> [WHAT THE EXERCISE ASKS]: Please retype every entry below, keeping it exactly the same.

Collected data:
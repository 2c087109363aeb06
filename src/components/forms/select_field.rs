//! Select field wrapper.

use dioxus::prelude::*;

use super::text_field::{FieldFooter, FieldLabel};

/// One choice in a select field.
#[derive(Clone, Debug, PartialEq, Eq)]
pub struct SelectOption {
    pub value: String,
    pub label: String,
}

impl SelectOption {
    pub fn new(value: impl Into<String>, label: impl Into<String>) -> Self {
        Self {
            value: value.into(),
            label: label.into(),
        }
    }
}

/// Properties for the SelectField component
#[derive(Clone, PartialEq, Props)]
pub struct SelectFieldProps {
    /// Field label
    pub label: String,
    /// Currently selected value; empty string selects the placeholder
    pub value: String,
    /// Available choices
    pub options: Vec<SelectOption>,
    /// Handler called with the chosen option's value, or the empty string
    /// when the placeholder is chosen
    pub on_change: EventHandler<String>,
    /// Placeholder text; when set, an empty option is injected first
    #[props(default)]
    pub placeholder: Option<String>,
    #[props(default)]
    pub error: Option<String>,
    #[props(default)]
    pub helper: Option<String>,
    #[props(default = false)]
    pub required: bool,
    #[props(default = false)]
    pub disabled: bool,
}

/// Controlled select. Option values pass through unchanged; the injected
/// placeholder option reports the empty string.
#[component]
pub fn SelectField(props: SelectFieldProps) -> Element {
    let on_change = props.on_change;
    let select_class = if props.error.is_some() {
        "input-field invalid"
    } else {
        "input-field"
    };

    rsx! {
        div { class: "form-field",
            FieldLabel { label: props.label.clone(), required: props.required }

            select {
                class: "{select_class}",
                disabled: props.disabled,
                onchange: move |e| on_change.call(e.value()),

                if let Some(placeholder) = &props.placeholder {
                    option {
                        value: "",
                        selected: props.value.is_empty(),
                        "{placeholder}"
                    }
                }

                for opt in props.options.iter() {
                    option {
                        key: "{opt.value}",
                        value: "{opt.value}",
                        selected: props.value == opt.value,
                        "{opt.label}"
                    }
                }
            }

            FieldFooter { error: props.error.clone(), helper: props.helper.clone() }
        }
    }
}

#[cfg(test)]
mod tests {
    use super::*;

    #[test]
    fn test_option_construction() {
        let opt = SelectOption::new("gguf", "GGUF (quantized)");
        assert_eq!(opt.value, "gguf");
        assert_eq!(opt.label, "GGUF (quantized)");
    }
}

> [YOUR SOLUTION]:
repository 2c087109363aeb06
filename src/components/forms/select_field.rs
//! Select field wrapper.

use dioxus::prelude::*;

use super::text_field::{FieldFooter, FieldLabel};

/// One choice in a select field.
#[derive(Clone, Debug, PartialEq, Eq)]
pub struct SelectOption {
    pub value: String,
    pub label: String,
}

impl SelectOption {
    pub fn new(value: impl Into<String>, label: impl Into<String>) -> Self {
        Self {
            value: value.into(),
            label: label.into(),
        }
    }
}

/// Properties for the SelectField component
#[derive(Clone, PartialEq, Props)]
pub struct SelectFieldProps {
    /// Field label
    pub label: String,
    /// Currently selected value; empty string selects the placeholder
    pub value: String,
    /// Available choices
    pub options: Vec<SelectOption>,
    /// Handler called with the chosen option's value, or the empty string
    /// when the placeholder is chosen
    pub on_change: EventHandler<String>,
    /// Placeholder text; when set, an empty option is injected first
    #[props(default)]
    pub placeholder: Option<String>,
    #[props(default)]
    pub error: Option<String>,
    #[props(default)]
    pub helper: Option<String>,
    #[props(default = false)]
    pub required: bool,
    #[props(default = false)]
    pub disabled: bool,
}

/// Controlled select. Option values pass through unchanged; the injected
/// placeholder option reports the empty string.
#[component]
pub fn SelectField(props: SelectFieldProps) -> Element {
    let on_change = props.on_change;
    let select_class = if props.error.is_some() {
        "input-field invalid"
    } else {
        "input-field"
    };

    rsx! {
        div { class: "form-field",
            FieldLabel { label: props.label.clone(), required: props.required }

            select {
                class: "{select_class}",
                disabled: props.disabled,
                onchange: move |e| on_change.call(e.value()),

                if let Some(placeholder) = &props.placeholder {
                    option {
                        value: "",
                        selected: props.value.is_empty(),
                        "{placeholder}"
                    }
                }

                for opt in props.options.iter() {
                    option {
                        key: "{opt.value}",
                        value: "{opt.value}",
                        selected: props.value == opt.value,
                        "{opt.label}"
                    }
                }
            }

            FieldFooter { error: props.error.clone(), helper: props.helper.clone() }
        }
    }
}

#[cfg(test)]
mod tests {
    use super::*;

    #[test]
    fn test_option_construction() {
        let opt = SelectOption::new("gguf", "GGUF (quantized)");
        assert_eq!(opt.value, "gguf");
        assert_eq!(opt.label, "GGUF (quantized)");
    }
}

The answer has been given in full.